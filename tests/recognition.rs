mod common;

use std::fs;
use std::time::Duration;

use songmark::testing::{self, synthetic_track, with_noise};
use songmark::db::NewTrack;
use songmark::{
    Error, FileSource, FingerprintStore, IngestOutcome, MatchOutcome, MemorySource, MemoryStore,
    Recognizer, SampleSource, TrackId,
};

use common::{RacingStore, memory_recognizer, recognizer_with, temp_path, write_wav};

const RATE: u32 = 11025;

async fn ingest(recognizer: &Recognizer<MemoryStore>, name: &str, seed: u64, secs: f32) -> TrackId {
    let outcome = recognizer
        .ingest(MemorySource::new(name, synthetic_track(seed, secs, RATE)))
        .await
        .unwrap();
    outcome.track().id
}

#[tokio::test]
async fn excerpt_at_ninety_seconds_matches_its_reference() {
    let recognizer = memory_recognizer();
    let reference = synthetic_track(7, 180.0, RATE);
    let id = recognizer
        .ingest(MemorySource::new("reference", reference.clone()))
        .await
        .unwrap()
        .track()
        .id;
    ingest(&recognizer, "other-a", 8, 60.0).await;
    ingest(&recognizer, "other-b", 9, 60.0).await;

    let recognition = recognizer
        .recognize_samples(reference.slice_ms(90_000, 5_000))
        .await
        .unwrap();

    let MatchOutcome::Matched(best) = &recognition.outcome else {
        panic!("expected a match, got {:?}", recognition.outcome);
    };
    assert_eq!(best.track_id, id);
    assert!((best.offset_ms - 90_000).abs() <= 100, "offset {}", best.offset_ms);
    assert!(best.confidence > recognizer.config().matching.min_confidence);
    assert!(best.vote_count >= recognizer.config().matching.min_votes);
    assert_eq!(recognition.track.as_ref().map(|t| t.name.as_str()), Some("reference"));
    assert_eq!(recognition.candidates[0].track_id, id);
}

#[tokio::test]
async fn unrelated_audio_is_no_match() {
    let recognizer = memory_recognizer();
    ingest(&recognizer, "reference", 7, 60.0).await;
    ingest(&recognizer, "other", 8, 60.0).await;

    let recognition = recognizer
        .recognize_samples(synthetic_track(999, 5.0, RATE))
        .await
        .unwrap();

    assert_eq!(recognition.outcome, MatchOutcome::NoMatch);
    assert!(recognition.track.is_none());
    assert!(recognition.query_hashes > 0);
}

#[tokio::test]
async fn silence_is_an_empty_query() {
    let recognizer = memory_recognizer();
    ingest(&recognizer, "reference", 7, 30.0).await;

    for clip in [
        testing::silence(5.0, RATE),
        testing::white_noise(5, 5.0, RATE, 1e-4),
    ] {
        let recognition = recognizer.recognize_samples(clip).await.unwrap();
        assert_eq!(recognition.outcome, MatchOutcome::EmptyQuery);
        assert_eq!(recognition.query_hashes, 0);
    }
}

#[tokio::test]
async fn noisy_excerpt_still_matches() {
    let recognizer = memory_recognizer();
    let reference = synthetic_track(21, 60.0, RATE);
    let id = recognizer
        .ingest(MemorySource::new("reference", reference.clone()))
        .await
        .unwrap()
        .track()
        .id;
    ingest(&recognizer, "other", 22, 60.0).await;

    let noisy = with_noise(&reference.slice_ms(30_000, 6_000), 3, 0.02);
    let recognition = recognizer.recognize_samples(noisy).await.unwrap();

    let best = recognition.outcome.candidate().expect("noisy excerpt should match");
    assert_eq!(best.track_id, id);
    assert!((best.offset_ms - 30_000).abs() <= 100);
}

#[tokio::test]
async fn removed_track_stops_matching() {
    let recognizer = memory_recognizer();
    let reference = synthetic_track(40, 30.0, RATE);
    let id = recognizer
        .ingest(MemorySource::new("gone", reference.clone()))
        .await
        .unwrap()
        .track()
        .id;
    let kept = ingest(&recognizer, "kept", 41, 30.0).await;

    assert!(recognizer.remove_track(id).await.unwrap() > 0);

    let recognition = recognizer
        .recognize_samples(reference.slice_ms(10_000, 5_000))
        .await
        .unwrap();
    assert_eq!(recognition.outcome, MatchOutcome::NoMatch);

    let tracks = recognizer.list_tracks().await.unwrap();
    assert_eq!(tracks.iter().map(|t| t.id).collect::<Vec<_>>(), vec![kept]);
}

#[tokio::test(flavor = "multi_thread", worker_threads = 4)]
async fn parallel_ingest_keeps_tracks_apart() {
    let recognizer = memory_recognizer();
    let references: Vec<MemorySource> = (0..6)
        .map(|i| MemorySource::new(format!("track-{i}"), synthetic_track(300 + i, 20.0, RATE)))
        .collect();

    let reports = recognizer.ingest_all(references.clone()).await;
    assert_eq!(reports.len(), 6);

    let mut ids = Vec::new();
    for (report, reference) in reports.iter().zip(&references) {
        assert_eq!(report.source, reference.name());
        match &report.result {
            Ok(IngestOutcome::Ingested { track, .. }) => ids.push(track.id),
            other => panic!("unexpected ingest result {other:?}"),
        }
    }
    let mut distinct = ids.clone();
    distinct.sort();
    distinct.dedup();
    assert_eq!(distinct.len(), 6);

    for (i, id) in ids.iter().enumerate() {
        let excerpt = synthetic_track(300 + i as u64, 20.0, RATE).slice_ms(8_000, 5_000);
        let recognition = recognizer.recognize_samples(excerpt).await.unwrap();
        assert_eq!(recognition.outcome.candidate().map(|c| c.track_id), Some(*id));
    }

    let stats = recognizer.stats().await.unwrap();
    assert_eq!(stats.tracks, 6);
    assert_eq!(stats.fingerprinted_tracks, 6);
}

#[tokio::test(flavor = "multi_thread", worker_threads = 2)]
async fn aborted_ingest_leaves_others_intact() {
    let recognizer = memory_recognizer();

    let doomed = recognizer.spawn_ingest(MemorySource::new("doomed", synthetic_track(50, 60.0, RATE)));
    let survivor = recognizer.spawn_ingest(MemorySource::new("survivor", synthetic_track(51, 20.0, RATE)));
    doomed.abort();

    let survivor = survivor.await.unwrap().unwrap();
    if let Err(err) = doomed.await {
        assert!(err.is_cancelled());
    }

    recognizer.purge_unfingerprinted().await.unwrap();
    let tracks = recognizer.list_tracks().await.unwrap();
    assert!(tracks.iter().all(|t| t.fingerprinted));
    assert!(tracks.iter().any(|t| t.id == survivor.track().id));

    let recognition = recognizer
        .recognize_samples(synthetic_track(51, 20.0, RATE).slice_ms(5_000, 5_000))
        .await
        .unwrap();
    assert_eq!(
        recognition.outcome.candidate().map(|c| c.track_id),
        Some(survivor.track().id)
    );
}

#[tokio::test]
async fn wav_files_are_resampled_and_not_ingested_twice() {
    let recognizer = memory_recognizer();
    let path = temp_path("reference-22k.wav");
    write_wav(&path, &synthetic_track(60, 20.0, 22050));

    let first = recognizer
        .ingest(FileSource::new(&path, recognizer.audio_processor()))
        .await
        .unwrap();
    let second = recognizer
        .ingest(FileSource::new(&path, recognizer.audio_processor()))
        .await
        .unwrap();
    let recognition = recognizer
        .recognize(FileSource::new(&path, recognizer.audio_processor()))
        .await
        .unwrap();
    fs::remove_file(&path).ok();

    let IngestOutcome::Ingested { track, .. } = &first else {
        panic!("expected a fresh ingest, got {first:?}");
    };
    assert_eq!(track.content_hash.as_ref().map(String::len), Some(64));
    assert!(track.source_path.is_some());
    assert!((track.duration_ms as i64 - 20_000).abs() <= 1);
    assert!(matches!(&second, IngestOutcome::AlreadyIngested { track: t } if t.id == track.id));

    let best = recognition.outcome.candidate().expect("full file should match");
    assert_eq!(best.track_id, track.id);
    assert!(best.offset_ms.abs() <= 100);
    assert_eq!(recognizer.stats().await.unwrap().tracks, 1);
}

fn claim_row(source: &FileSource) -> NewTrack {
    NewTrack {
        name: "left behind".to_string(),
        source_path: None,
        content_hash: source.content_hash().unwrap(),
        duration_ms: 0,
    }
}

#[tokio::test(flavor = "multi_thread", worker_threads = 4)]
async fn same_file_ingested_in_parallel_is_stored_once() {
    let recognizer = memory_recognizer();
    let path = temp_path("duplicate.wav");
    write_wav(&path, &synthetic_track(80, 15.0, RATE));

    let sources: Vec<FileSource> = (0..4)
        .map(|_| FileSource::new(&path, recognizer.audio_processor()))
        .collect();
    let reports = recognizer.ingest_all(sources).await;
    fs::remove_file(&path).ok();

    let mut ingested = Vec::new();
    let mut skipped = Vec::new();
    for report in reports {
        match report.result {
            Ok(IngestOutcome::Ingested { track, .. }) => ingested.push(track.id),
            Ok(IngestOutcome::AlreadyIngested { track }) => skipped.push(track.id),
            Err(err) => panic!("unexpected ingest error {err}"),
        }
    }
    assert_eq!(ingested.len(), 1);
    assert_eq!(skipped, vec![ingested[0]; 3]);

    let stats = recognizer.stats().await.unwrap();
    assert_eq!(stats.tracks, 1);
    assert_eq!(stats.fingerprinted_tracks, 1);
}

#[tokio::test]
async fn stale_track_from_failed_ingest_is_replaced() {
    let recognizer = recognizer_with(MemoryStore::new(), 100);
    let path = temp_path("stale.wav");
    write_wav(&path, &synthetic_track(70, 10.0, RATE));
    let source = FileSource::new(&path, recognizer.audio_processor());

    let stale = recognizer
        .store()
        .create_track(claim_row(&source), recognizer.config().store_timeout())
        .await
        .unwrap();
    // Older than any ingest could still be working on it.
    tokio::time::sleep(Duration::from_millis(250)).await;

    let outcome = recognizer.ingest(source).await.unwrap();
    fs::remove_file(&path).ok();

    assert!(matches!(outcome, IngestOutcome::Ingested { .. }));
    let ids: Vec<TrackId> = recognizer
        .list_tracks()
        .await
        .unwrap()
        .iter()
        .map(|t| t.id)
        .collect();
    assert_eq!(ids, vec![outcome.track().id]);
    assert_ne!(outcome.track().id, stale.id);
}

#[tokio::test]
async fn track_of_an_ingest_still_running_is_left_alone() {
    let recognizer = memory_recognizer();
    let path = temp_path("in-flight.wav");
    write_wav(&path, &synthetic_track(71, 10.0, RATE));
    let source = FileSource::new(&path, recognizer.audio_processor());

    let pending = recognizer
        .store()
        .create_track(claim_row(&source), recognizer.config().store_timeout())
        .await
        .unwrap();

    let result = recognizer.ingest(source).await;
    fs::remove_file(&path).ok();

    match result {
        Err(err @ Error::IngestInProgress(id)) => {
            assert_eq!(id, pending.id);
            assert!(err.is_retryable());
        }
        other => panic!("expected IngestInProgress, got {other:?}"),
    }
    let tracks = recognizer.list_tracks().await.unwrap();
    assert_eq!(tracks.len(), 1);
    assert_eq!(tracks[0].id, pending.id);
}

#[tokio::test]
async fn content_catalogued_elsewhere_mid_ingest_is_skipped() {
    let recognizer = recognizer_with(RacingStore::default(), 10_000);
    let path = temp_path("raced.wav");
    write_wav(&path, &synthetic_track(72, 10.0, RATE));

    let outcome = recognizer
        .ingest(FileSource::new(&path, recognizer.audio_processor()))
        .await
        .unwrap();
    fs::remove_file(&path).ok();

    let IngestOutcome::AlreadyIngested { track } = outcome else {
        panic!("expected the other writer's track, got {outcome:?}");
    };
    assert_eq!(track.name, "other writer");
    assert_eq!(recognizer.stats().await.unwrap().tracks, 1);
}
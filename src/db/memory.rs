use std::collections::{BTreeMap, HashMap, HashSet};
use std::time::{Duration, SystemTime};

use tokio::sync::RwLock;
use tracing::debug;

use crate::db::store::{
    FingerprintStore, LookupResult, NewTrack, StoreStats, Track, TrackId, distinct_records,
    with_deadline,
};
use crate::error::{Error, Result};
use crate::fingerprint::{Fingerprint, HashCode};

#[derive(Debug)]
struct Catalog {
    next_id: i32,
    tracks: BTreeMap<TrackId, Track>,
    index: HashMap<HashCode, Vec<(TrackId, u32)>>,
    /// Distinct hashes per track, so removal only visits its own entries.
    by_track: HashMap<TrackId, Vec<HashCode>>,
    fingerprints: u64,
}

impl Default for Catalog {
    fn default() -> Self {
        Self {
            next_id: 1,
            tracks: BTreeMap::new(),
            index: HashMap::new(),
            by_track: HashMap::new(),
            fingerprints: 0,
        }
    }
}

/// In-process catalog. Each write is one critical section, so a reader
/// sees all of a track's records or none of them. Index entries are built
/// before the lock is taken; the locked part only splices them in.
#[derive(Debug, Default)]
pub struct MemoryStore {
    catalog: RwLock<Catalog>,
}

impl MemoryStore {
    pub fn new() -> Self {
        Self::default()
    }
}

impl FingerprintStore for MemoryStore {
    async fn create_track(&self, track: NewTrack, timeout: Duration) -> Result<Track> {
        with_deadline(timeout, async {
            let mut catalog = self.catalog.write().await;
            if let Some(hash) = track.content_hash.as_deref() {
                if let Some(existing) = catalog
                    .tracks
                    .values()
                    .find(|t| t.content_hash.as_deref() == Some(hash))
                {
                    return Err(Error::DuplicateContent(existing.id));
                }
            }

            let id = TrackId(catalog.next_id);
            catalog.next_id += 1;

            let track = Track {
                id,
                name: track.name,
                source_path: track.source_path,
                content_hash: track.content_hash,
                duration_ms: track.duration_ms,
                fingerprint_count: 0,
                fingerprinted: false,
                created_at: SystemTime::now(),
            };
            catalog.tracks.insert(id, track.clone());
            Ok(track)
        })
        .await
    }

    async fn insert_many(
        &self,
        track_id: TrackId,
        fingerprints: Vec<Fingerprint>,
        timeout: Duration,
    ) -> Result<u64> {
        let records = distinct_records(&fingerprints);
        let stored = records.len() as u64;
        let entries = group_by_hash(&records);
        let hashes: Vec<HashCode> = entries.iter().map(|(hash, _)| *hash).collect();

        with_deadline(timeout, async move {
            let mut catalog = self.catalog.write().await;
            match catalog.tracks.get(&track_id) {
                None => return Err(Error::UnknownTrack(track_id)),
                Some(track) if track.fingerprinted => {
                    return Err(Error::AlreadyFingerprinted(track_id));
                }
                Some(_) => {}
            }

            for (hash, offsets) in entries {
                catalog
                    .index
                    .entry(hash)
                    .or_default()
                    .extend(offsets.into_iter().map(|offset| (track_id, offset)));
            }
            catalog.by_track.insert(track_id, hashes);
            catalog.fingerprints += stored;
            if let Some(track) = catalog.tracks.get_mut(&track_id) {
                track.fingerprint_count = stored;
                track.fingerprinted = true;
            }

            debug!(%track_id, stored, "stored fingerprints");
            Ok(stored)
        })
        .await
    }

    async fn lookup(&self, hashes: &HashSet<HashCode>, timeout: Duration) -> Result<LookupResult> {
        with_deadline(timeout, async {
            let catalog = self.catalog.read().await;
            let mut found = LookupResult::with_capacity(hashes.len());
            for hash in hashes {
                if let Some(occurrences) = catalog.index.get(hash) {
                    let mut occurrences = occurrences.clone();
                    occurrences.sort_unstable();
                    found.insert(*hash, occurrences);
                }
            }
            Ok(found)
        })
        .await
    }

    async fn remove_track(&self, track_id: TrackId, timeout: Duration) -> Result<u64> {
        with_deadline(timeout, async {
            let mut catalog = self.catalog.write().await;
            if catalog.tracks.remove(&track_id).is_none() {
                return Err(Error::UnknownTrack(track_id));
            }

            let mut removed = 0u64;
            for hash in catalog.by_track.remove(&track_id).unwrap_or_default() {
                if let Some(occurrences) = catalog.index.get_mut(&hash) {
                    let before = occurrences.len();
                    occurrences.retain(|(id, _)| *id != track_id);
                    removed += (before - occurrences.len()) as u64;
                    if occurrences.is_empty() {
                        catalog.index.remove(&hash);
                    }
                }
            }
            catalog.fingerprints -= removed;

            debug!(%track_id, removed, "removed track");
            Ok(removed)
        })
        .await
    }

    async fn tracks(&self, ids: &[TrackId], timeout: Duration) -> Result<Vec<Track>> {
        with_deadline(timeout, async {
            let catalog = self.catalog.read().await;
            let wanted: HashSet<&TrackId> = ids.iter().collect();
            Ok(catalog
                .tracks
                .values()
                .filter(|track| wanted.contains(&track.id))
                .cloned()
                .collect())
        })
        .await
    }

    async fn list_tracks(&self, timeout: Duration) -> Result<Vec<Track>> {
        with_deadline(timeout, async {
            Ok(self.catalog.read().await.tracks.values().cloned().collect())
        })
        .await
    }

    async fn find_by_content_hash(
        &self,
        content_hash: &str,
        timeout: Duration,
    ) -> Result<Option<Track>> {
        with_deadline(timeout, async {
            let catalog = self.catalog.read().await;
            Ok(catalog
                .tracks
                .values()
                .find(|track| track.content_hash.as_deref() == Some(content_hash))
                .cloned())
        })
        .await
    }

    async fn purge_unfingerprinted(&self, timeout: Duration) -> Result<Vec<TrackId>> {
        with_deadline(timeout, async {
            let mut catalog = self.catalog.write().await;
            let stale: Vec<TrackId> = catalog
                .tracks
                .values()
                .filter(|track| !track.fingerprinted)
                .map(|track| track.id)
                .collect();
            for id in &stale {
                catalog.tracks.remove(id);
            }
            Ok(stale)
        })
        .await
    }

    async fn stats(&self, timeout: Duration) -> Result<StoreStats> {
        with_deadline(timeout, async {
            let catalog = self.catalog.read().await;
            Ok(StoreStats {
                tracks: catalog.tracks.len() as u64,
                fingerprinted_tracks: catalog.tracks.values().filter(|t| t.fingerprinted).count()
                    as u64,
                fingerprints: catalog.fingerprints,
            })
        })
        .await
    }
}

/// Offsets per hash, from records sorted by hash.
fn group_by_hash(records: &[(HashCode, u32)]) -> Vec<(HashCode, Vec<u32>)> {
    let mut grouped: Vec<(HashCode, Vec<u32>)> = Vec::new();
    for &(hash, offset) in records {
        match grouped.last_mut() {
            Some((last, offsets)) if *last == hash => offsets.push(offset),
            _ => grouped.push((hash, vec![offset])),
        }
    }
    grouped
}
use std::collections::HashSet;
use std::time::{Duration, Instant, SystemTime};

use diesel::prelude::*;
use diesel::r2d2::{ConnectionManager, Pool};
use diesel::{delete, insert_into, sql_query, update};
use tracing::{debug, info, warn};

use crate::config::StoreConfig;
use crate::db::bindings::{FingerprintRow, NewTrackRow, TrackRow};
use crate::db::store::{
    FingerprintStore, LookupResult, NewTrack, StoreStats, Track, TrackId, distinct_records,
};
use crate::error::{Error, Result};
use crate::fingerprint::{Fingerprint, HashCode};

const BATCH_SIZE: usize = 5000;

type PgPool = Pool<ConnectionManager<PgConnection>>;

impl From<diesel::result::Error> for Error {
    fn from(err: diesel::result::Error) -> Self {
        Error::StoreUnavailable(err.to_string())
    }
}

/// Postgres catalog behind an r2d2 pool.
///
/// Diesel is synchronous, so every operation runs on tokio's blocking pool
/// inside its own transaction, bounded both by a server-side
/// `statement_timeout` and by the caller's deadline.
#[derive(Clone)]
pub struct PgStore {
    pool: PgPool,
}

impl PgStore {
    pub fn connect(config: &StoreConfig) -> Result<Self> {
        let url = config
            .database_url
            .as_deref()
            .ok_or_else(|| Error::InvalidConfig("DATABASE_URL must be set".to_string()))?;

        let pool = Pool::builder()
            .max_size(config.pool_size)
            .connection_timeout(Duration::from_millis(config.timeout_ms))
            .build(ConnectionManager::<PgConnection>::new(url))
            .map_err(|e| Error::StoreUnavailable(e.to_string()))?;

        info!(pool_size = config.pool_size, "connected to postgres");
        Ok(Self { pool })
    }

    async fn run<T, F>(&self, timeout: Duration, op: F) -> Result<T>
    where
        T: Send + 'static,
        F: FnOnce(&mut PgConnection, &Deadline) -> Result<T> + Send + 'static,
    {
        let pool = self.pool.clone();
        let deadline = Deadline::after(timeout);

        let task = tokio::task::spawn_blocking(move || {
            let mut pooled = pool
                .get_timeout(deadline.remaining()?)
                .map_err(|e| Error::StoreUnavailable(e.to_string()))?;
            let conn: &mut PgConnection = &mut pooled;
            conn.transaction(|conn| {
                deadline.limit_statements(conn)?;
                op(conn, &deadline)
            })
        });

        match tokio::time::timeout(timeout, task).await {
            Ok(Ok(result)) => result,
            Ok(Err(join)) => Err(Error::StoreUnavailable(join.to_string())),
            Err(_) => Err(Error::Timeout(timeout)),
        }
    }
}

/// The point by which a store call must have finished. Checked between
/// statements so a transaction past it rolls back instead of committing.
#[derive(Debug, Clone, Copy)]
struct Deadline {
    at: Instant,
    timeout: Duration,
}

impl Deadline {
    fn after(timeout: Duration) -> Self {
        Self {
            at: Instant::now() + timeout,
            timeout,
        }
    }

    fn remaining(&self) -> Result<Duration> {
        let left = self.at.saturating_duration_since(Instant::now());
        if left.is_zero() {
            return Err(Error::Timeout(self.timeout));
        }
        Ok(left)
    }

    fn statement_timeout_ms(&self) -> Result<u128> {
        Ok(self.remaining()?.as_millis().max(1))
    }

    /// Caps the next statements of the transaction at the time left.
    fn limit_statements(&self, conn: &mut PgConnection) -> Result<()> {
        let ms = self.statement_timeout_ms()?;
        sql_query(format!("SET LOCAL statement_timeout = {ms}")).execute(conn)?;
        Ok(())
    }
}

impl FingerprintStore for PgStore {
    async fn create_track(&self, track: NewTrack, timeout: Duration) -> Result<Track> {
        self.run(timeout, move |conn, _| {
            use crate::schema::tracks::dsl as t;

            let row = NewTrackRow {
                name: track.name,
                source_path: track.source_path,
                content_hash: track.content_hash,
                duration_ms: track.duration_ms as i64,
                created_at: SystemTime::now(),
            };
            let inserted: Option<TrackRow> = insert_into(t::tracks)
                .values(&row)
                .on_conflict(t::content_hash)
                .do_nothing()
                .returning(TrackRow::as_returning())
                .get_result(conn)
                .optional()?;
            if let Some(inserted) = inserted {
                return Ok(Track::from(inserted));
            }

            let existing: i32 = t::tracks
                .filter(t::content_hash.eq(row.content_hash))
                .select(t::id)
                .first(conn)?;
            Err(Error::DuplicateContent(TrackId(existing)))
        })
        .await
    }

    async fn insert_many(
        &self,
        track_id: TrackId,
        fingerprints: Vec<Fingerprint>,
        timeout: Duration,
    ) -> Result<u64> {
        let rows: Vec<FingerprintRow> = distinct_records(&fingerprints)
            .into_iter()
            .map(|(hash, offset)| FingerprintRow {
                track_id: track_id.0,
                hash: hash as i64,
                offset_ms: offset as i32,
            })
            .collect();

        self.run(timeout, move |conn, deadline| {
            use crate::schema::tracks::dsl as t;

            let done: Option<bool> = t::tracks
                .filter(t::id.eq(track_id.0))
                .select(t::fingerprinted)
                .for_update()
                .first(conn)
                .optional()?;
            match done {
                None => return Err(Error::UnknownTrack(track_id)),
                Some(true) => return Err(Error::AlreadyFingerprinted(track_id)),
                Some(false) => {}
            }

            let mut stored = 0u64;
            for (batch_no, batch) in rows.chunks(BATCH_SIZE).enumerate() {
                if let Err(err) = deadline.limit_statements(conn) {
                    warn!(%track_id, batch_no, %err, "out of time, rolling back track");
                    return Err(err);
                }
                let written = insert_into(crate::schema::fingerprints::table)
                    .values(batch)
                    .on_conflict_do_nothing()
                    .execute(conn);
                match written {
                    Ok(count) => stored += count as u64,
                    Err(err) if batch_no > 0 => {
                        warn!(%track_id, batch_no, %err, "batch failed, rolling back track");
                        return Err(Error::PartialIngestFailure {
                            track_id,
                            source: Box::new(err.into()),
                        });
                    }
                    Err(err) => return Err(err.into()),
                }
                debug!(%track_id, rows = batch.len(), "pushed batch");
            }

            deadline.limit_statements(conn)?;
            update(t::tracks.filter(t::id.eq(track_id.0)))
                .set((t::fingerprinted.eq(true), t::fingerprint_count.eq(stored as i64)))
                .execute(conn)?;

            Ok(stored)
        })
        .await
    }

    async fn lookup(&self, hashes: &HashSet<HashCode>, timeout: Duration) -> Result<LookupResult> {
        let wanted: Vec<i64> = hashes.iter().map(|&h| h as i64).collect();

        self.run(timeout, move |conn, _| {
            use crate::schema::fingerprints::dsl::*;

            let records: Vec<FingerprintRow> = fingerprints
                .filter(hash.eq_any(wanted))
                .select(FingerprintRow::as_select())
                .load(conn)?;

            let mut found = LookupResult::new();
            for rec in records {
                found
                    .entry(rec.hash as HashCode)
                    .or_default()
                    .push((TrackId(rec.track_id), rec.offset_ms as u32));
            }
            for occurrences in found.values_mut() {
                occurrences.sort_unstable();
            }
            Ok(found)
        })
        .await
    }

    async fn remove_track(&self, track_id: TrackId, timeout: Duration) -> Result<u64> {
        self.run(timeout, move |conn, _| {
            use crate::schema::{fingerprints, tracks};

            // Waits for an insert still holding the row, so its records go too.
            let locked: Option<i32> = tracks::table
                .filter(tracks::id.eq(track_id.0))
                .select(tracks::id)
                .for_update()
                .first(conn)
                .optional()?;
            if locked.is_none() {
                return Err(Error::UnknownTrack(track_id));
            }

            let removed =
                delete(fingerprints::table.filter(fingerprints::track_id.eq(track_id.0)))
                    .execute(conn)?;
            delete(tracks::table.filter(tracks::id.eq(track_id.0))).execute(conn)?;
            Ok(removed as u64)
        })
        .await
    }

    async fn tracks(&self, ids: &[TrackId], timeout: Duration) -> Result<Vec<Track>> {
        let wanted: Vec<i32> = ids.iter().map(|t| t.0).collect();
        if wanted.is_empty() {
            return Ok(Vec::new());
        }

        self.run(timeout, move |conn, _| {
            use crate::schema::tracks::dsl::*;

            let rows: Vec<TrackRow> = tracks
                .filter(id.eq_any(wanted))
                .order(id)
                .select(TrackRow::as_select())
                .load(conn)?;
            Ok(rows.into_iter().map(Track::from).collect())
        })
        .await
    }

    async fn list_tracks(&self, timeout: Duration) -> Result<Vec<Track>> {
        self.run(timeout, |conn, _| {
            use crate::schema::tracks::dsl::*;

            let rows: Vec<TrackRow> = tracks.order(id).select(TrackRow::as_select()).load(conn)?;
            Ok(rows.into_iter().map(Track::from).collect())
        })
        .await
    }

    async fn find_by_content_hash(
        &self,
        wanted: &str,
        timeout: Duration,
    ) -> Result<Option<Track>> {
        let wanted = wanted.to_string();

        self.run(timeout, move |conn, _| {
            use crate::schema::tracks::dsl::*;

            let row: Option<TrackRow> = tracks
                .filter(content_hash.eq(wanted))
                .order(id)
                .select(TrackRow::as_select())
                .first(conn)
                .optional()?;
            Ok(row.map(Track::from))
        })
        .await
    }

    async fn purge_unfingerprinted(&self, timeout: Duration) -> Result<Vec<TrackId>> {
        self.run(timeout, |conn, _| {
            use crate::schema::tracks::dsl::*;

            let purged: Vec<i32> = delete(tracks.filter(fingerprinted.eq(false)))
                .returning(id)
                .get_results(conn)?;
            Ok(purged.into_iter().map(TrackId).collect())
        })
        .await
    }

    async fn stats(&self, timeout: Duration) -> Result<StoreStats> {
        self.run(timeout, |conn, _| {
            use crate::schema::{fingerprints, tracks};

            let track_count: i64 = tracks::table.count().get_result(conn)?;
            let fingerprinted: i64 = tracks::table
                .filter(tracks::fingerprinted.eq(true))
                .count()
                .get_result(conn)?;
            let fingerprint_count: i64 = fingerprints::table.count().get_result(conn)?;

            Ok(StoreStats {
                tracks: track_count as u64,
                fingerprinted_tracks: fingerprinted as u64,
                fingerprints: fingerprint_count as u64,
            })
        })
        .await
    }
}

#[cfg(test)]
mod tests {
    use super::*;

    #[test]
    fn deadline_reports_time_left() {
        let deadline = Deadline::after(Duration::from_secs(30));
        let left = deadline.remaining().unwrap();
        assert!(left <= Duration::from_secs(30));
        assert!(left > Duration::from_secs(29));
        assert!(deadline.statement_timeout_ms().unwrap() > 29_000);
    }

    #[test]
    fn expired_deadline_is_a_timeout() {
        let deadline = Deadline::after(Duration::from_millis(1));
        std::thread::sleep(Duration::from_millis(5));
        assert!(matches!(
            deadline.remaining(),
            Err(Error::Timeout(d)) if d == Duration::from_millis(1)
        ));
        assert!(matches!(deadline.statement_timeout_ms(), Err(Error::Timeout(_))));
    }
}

# # # # # # #

Prompt: In the entries above, find the line with "let stale: Vec<TrackId> = catalog" and the line with "use crate::config::StoreConfig;", then restate word for word both of them and every line between, with nothing more.

Exercise solution:
            let stale: Vec<TrackId> = catalog
                .tracks
                .values()
                .filter(|track| !track.fingerprinted)
                .map(|track| track.id)
                .collect();
            for id in &stale {
                catalog.tracks.remove(id);
            }
            Ok(stale)
        })
        .await
    }

    async fn stats(&self, timeout: Duration) -> Result<StoreStats> {
        with_deadline(timeout, async {
            let catalog = self.catalog.read().await;
            Ok(StoreStats {
                tracks: catalog.tracks.len() as u64,
                fingerprinted_tracks: catalog.tracks.values().filter(|t| t.fingerprinted).count()
                    as u64,
                fingerprints: catalog.fingerprints,
            })
        })
        .await
    }
}

/// Offsets per hash, from records sorted by hash.
fn group_by_hash(records: &[(HashCode, u32)]) -> Vec<(HashCode, Vec<u32>)> {
    let mut grouped: Vec<(HashCode, Vec<u32>)> = Vec::new();
    for &(hash, offset) in records {
        match grouped.last_mut() {
            Some((last, offsets)) if *last == hash => offsets.push(offset),
            _ => grouped.push((hash, vec![offset])),
        }
    }
    grouped
}
use std::collections::HashSet;
use std::time::{Duration, Instant, SystemTime};

use diesel::prelude::*;
use diesel::r2d2::{ConnectionManager, Pool};
use diesel::{delete, insert_into, sql_query, update};
use tracing::{debug, info, warn};

use crate::config::StoreConfig;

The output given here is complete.